Besides the damage to dozens of buildings, eight people were injured, and, most worrisome of all, widespread Internet and phone outages occurred, including 911. This lasted for hours. Flights out of Nashville International Airport had to be grounded for telecommunications issues. This was, to repeat, the result of explosives in a lone camper parked along the street.
America, like all countries, deal with lone wolf acts of terror from time to time. The murder of 60 people at the hands of Stephen Paddock and a few machine guns fired from the 32nd floor of the Mandalay Bay Resort and Casino in Las Vegas comes to mind. That evil exists in this world is something most everyone knows, which is why we stay vigilant.
In a few days we click over to 2021, and with that, the anniversary year of 9/11, the greatest visitation of evil to our shores in the history of this country. And while the lone wolf incidents of the past few years are different in kind and scope from the destruction of the Towers and the Pentagon, the effects — fear, despair, anger and fatigue — are similar.

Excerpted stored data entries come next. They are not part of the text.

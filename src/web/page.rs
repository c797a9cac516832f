#![warn(missing_docs)]
#![warn(clippy::missing_docs_in_private_items)]

//! HTML for the single grading page.

use std::fmt::Write as _;

use super::form::FormState;
use crate::{
    grader::GradingOutcome, leniency::Leniency, level::GradeLevel, request::MAX_IMAGE_BYTES,
    rubric::format_weight,
};

/// Everything the page shows after a request.
#[derive(Debug, Clone, Default)]
pub struct PageView {
    /// Current form values.
    pub form:    FormState,
    /// Result of the last grading call, if it succeeded.
    pub outcome: Option<GradingOutcome>,
    /// Message for the error banner.
    pub error:   Option<String>,
    /// Model name shown in the footer.
    pub model:   String,
}

/// Page-wide styles.
const STYLE: &str = "body{font-family:system-ui,sans-serif;margin:0;color:#222}\
header{padding:1rem 2rem;border-bottom:1px solid #ddd}\
main{display:grid;grid-template-columns:20rem 1fr 1fr;gap:2rem;padding:1rem 2rem}\
fieldset{border:1px solid #ddd;margin:0 0 .75rem;padding:.5rem}\
label{display:block;font-weight:600;margin:.5rem 0 .25rem}\
input[type=text],textarea,select{width:100%;box-sizing:border-box}\
textarea{min-height:4rem}\
pre{white-space:pre-wrap;background:#f6f6f6;padding:1rem}\
.error{background:#fde8e8;border:1px solid #e0a0a0;padding:.75rem 1rem;margin:1rem 2rem}\
.hint{color:#555;font-size:.9rem}\
.preview{max-width:100%;border:1px solid #ddd}\
.implicit{position:absolute;left:-9999px}";

/// Escapes text for use in HTML content and attribute values.
pub fn escape(text: &str) -> String {
    let mut out = String::with_capacity(text.len());
    for ch in text.chars() {
        match ch {
            '&' => out.push_str("&amp;"),
            '<' => out.push_str("&lt;"),
            '>' => out.push_str("&gt;"),
            '"' => out.push_str("&quot;"),
            '\'' => out.push_str("&#39;"),
            _ => out.push(ch),
        }
    }
    out
}

/// Renders the whole page.
pub fn render(view: &PageView) -> String {
    let mut html = String::with_capacity(16 * 1024);
    html.push_str("<!DOCTYPE html><html lang=\"en\"><head><meta charset=\"utf-8\">");
    html.push_str("<title>Essay Grading</title>");
    let _ = write!(html, "<style>{STYLE}</style></head><body>");
    html.push_str(
        "<header><h1>Handwritten Essay Grading</h1><p>Upload a handwritten essay and set rubric \
         criteria to get an AI-generated grade.</p></header>",
    );

    if let Some(error) = &view.error {
        let _ = write!(html, "<div class=\"error\" role=\"alert\">{}</div>", escape(error));
    }

    html.push_str(r#"<form method="post" action="/" enctype="multipart/form-data"><main>"#);
    // Enter in a text field submits with the first button in the form.
    html.push_str(
        r#"<button type="submit" name="action" value="grade" class="implicit" tabindex="-1" aria-hidden="true">Grade</button>"#,
    );
    render_sidebar(&mut html, &view.form);
    render_upload(&mut html, &view.form);
    render_results(&mut html, view.outcome.as_ref());
    html.push_str("</main></form>");

    let _ = write!(
        html,
        "<footer class=\"hint\" style=\"padding:1rem 2rem\">Grades are generated by <code>{}</code>. \
         Feedback is shown exactly as the model returned it.</footer></body></html>",
        escape(&view.model)
    );
    html
}

/// Grade level, leniency, and rubric controls.
fn render_sidebar(html: &mut String, form: &FormState) {
    html.push_str("<section><h2>Rubric Configuration</h2>");

    html.push_str(r#"<label for="grade_level">Student Grade Level</label><select id="grade_level" name="grade_level">"#);
    for level in GradeLevel::ALL {
        let selected = if level == form.grade_level { " selected" } else { "" };
        let label = escape(level.label());
        let _ = write!(html, "<option value=\"{label}\"{selected}>{label}</option>");
    }
    html.push_str("</select>");

    let band = form.leniency.band();
    let _ = write!(
        html,
        "<label for=\"leniency\">Grading Leniency</label>\
         <input id=\"leniency\" name=\"leniency\" type=\"number\" min=\"{}\" max=\"{}\" step=\"1\" value=\"{}\">\
         <p class=\"hint\">1 = very strict, 10 = very lenient. <strong>{}</strong>: {}</p>",
        Leniency::MIN,
        Leniency::MAX,
        form.leniency.value(),
        band.label(),
        escape(band.summary()),
    );

    html.push_str("<h3>Current Criteria</h3>");
    for (idx, criterion) in form.rubric.iter().enumerate() {
        let n = idx + 1;
        let _ = write!(
            html,
            "<fieldset><legend>Criterion #{n}</legend>\
             <label for=\"criterion_name_{n}\">Name</label>\
             <input id=\"criterion_name_{n}\" type=\"text\" name=\"criterion_name\" value=\"{}\">\
             <label for=\"criterion_weight_{n}\">Weight</label>\
             <input id=\"criterion_weight_{n}\" type=\"number\" step=\"any\" name=\"criterion_weight\" value=\"{}\">\
             <label for=\"criterion_description_{n}\">Description</label>\
             <textarea id=\"criterion_description_{n}\" name=\"criterion_description\">{}</textarea>\
             </fieldset>",
            escape(&criterion.name),
            format_weight(criterion.weight),
            escape(&criterion.description),
        );
    }
    html.push_str(
        r#"<button type="submit" name="action" value="add">Add Criterion</button> <button type="submit" name="action" value="remove">Remove Last</button>"#,
    );
    html.push_str("</section>");
}

/// Instructions, upload control, and image preview.
fn render_upload(html: &mut String, form: &FormState) {
    html.push_str("<section><h2>Upload Essay</h2>");
    let _ = write!(
        html,
        "<label for=\"instructions\">Assignment Instructions</label>\
         <textarea id=\"instructions\" name=\"instructions\" rows=\"6\" placeholder=\"Example: Write a \
         500-word argumentative essay discussing the impact of social media on modern society.\">{}</textarea>",
        escape(&form.instructions)
    );
    // The cached copy goes ahead of the file input so it is read before a
    // large fresh upload.
    let cached = form.image.as_ref().map(|image| (image.data_url(), image.len()));
    if let Some((url, _)) = &cached {
        let _ = write!(html, "<input type=\"hidden\" name=\"essay_cached\" value=\"{url}\">");
    }
    let _ = write!(
        html,
        "<label for=\"essay\">Image of the handwritten essay</label>\
         <input id=\"essay\" type=\"file\" name=\"essay\" accept=\".jpg,.jpeg,.png,image/jpeg,image/png\">\
         <p class=\"hint\">JPEG or PNG, up to {} MiB.</p>",
        MAX_IMAGE_BYTES / (1024 * 1024)
    );
    if let Some((url, len)) = &cached {
        let _ = write!(
            html,
            "<p class=\"hint\">Attached image ({:.1} KB). Choose another file to replace it.</p>\
             <img class=\"preview\" src=\"{url}\" alt=\"Uploaded essay\">",
            *len as f64 / 1024.0
        );
    }
    html.push_str(
        r#"<p><button type="submit" name="action" value="grade">Grade Essay</button></p></section>"#,
    );
}

/// Feedback and usage panel.
fn render_results(html: &mut String, outcome: Option<&GradingOutcome>) {
    html.push_str("<section><h2>Grading Results</h2>");
    match outcome {
        Some(outcome) => {
            let _ = write!(
                html,
                "<h3>AI Feedback</h3><pre id=\"feedback\">{}</pre>\
                 <details><summary>Token Usage and Cost</summary><pre>{}</pre></details>",
                escape(&outcome.feedback),
                escape(&outcome.usage.to_string())
            );
        }
        None => html.push_str(
            "<p class=\"hint\">Upload an essay and click \u{201c}Grade Essay\u{201d} to see \
             results here.</p>",
        ),
    }
    html.push_str("</section>");
}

It would be nice, then, if President-elect Joe Biden and his assembling cabinet thought long and hard about this issue of terrorism. It is not simply the Russians and Chinese and their monkeying with our digital networks that must be minded, but so, too, more “rudimentary” types of approach. As Warner demonstrated, exploding a van in front of critical infrastructure can also cause serious damage.
As the protests-turned-riots this summer demonstrated, extremist groups like Antifa have grown, thanks in part to rhetorical encouragement by leftist elites too comfortable setting fires, exploding small bombs and beating up the elderly. They, along with our foreign adversaries, doubtless took note of the events in Nashville. Sooner or later, the Warner method will be copied. The recent explosion is a warning.
Soon, Mr. Biden will have an opportunity to signal his approach to the war on terror. We hope he decides to honor the lives of the victims with a renewed sense of urgency, manifested in support for law enforcement. Everyone is watching, and everything is on the line.